Prof. Mahmood Yakubu, Chairman of the Independent National Electoral Commission (INEC), has announced that the electoral body has finalized a policy on diaspora voting.
Addressing the recurring issue of legalizing diaspora voting, INEC Chairman stated his hope that the legal barriers preventing foreign-based Nigerians from voting will be removed eventually.
Yakubu made the announcement while delivering a lecture on ‘Nigeria’s 2023 Elections: Preparations and Priorities for Electoral Integrity and Inclusion’ at Chatham House in London on Tuesday.
“We have actually completed the policy as far as the commission is concerned and we identified two categories of Nigerians living outside the country,” he said.
“We have the OCV (Out-of-Country Voting), mainly by service personnel and other Nigerians engaged in, say, foreign service, and those who are engaged in technical manpower.
“There is assistance organised by the Nigerian government for other countries, particularly in our sub-region. For now, they don’t vote. But the other leg of it is for Nigerians permanently resident outside Nigeria, that is, the diaspora voting.”

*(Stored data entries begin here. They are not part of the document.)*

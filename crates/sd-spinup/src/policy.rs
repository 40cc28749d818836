//! Decides whether a run chain satisfies spinup options and extends it when
//! it does not.

use std::path::{Path, PathBuf};

use tracing::{debug, info, warn};

use sd_core::{Combination, MatchType, SpinupOptions};
use sd_job::{JobBackend, JobConfig, JobController, StartState};

use crate::chain::{RunChain, RunRecord, total_years};
use crate::SpinupResult;

#[derive(Debug, Clone, Copy, PartialEq, Eq)]
pub enum MatchOutcome {
    Matched,
    /// AND options whose tolerance was not reached, accepted because the
    /// chain hit the maximal spinup years.
    MatchedByYearCap,
    NotMatched,
}

impl MatchOutcome {
    pub fn is_match(self) -> bool {
        !matches!(self, Self::NotMatched)
    }
}

/// Compare what a run achieved against `options`.
pub fn assess(
    total_years: u32,
    achieved_tolerance: f64,
    options: &SpinupOptions,
    max_years: u32,
) -> MatchOutcome {
    let converged = achieved_tolerance <= options.tolerance;
    let long_enough = total_years >= options.years;
    match options.combination {
        Combination::Or if long_enough || converged => MatchOutcome::Matched,
        Combination::Or => MatchOutcome::NotMatched,
        Combination::And if long_enough && converged => MatchOutcome::Matched,
        Combination::And if total_years >= max_years && converged => MatchOutcome::Matched,
        Combination::And if total_years >= max_years => MatchOutcome::MatchedByYearCap,
        Combination::And => MatchOutcome::NotMatched,
    }
}

/// Identity-independent part of every run started for one parameter set.
#[derive(Debug, Clone, PartialEq)]
pub struct RunTemplate {
    pub model_name: String,
    pub tracers: Vec<String>,
    pub parameters: Vec<f64>,
    pub time_step: u32,
    /// Start state used when no run can be warm started from.
    pub cold_start: StartState,
}

impl RunTemplate {
    pub fn job_config(
        &self,
        years: u32,
        tolerance: f64,
        start: StartState,
        predecessor: Option<String>,
    ) -> JobConfig {
        JobConfig {
            model_name: self.model_name.clone(),
            tracers: self.tracers.clone(),
            parameters: self.parameters.clone(),
            years,
            tolerance,
            time_step: self.time_step,
            start,
            concentration_factor: 1.0,
            write_trajectory: false,
            predecessor,
        }
    }
}

#[derive(Debug, Clone, PartialEq)]
pub struct SpinupRequest {
    pub spinup_dir: PathBuf,
    /// Spinup directory of the closest stored parameter set.
    pub closest_spinup_dir: Option<PathBuf>,
    pub template: RunTemplate,
}

pub struct SpinupPolicy<'a, B> {
    backend: &'a B,
    max_years: u32,
    start_from_closest: bool,
}

impl<'a, B: JobBackend> SpinupPolicy<'a, B> {
    pub fn new(backend: &'a B, max_years: u32) -> Self {
        Self {
            backend,
            max_years,
            start_from_closest: false,
        }
    }

    pub fn with_start_from_closest(mut self, enabled: bool) -> Self {
        self.start_from_closest = enabled;
        self
    }

    pub fn backend(&self) -> &'a B {
        self.backend
    }

    pub fn max_years(&self) -> u32 {
        self.max_years
    }

    /// Return a finished run of the request's chain satisfying `options`,
    /// starting new runs as needed.
    pub fn resolve(&self, request: &SpinupRequest, options: &SpinupOptions) -> SpinupResult<RunRecord> {
        options.validate()?;
        debug!(spinup_dir = %request.spinup_dir.display(), %options, "resolving spinup run");

        let chain = RunChain::discover(&request.spinup_dir)?;
        if let Some(run_dir) = self.matching_in_chain(&chain, options)? {
            return RunRecord::load(self.backend, &run_dir);
        }

        match options.combination {
            Combination::Or => self.extend(request, chain, options),
            Combination::And => {
                let years = SpinupOptions::years_only(options.years);
                self.resolve(request, &years)?;
                let tolerance = SpinupOptions::new(self.max_years, options.tolerance, Combination::Or);
                self.resolve(request, &tolerance)
            }
        }
    }

    /// Matching run of an existing chain without starting anything new. The
    /// last run is waited for before it is assessed.
    pub fn matching_in_chain(
        &self,
        chain: &RunChain,
        options: &SpinupOptions,
    ) -> SpinupResult<Option<PathBuf>> {
        let runs = chain.runs();
        let Some(last) = runs.last() else {
            return Ok(None);
        };
        self.finish_run(last)?;

        let mut outcome = self.is_matching(last, options)?;
        if !outcome.is_match() {
            debug!(run_dir = %last.display(), "last run does not match");
            return Ok(None);
        }

        let mut index = runs.len() - 1;
        if options.match_type == MatchType::EqualOrNearestBetter {
            while index > 0 {
                let previous = self.is_matching(&runs[index - 1], options)?;
                if !previous.is_match() {
                    break;
                }
                index -= 1;
                outcome = previous;
            }
        }

        let run_dir = runs[index].clone();
        if outcome == MatchOutcome::MatchedByYearCap {
            warn!(
                run_dir = %run_dir.display(),
                tolerance = options.tolerance,
                max_years = self.max_years,
                "run does not reach the desired tolerance but the maximal spinup years are reached"
            );
        }
        debug!(run_dir = %run_dir.display(), match_type = ?options.match_type, "matching run found");
        Ok(Some(run_dir))
    }

    pub fn is_matching(&self, run_dir: &Path, options: &SpinupOptions) -> SpinupResult<MatchOutcome> {
        let years = total_years(self.backend, run_dir)?;
        let tolerance = self.backend.open(run_dir)?.achieved_tolerance()?;
        let outcome = assess(years, tolerance, options, self.max_years);
        debug!(run_dir = %run_dir.display(), years, tolerance, ?outcome, "run assessed");
        Ok(outcome)
    }

    /// Block until the run has finished, then protect it from further writes.
    pub fn finish_run(&self, run_dir: &Path) -> SpinupResult<()> {
        let mut job = self.backend.open(run_dir)?;
        job.wait_until_finished()?;
        job.set_read_only(true, true)?;
        Ok(())
    }

    /// Configure and submit a run without waiting for it.
    pub fn launch(&self, run_dir: &Path, config: JobConfig, read_only_inputs: bool) -> SpinupResult<()> {
        let mut job = self.backend.create(run_dir);
        job.configure(config)?;
        job.start()?;
        job.set_read_only(read_only_inputs, false)?;
        Ok(())
    }

    /// Start state continuing from the outputs of a finished run.
    pub fn warm_start_from(&self, run_dir: &Path) -> SpinupResult<StartState> {
        let job = self.backend.open(run_dir)?;
        let root = self.backend.output_root();
        let tracer_input_files = job
            .tracer_output_files()?
            .iter()
            .map(|path| root.to_portable(path))
            .collect();
        Ok(StartState::Files { tracer_input_files })
    }

    fn closest_seed(&self, request: &SpinupRequest) -> SpinupResult<Option<PathBuf>> {
        if !self.start_from_closest {
            return Ok(None);
        }
        let Some(closest) = request.closest_spinup_dir.as_deref() else {
            return Ok(None);
        };
        if closest == request.spinup_dir {
            return Ok(None);
        }
        let chain = RunChain::discover(closest)?;
        let Some(last) = chain.last_run_dir() else {
            return Ok(None);
        };
        if let Err(e) = self.finish_run(last) {
            warn!(run_dir = %last.display(), error = %e, "closest run unusable, cold starting");
            return Ok(None);
        }
        Ok(Some(last.to_path_buf()))
    }

    fn extend(
        &self,
        request: &SpinupRequest,
        mut chain: RunChain,
        options: &SpinupOptions,
    ) -> SpinupResult<RunRecord> {
        let root = self.backend.output_root();
        let (start, predecessor, accumulated) = match chain.last_run_dir() {
            Some(last) => (
                self.warm_start_from(last)?,
                Some(root.to_portable(last)),
                total_years(self.backend, last)?,
            ),
            None => match self.closest_seed(request)? {
                Some(seed) => {
                    debug!(seed = %seed.display(), "warm starting from closest parameter set");
                    (self.warm_start_from(&seed)?, None, 0)
                }
                None => (request.template.cold_start.clone(), None, 0),
            },
        };

        let years = options.years.saturating_sub(accumulated).max(1);
        let run_dir = chain.claim_next_run()?;
        info!(
            run_dir = %run_dir.display(),
            years,
            tolerance = options.tolerance,
            accumulated,
            "starting spinup run"
        );

        let config = request
            .template
            .job_config(years, options.tolerance, start, predecessor);
        self.launch(&run_dir, config, true)?;
        self.finish_run(&run_dir)?;
        RunRecord::load(self.backend, &run_dir)
    }
}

The INEC chairman stated that the Commission collaborated with Nigerians in diaspora organizations in the United Kingdom and the United States.
“We’re even happy that some constitutional amendments were submitted to the National Assembly.
“But eventually, they didn’t sail through in terms of the propositions forwarded to the state assemblies for concurrence before our constitution is amended,” he said.
Yakubu then said that INEC only acts in accordance with the electoral legal framework, which is why it is currently unable to implement diaspora voting, as much as its leadership would like.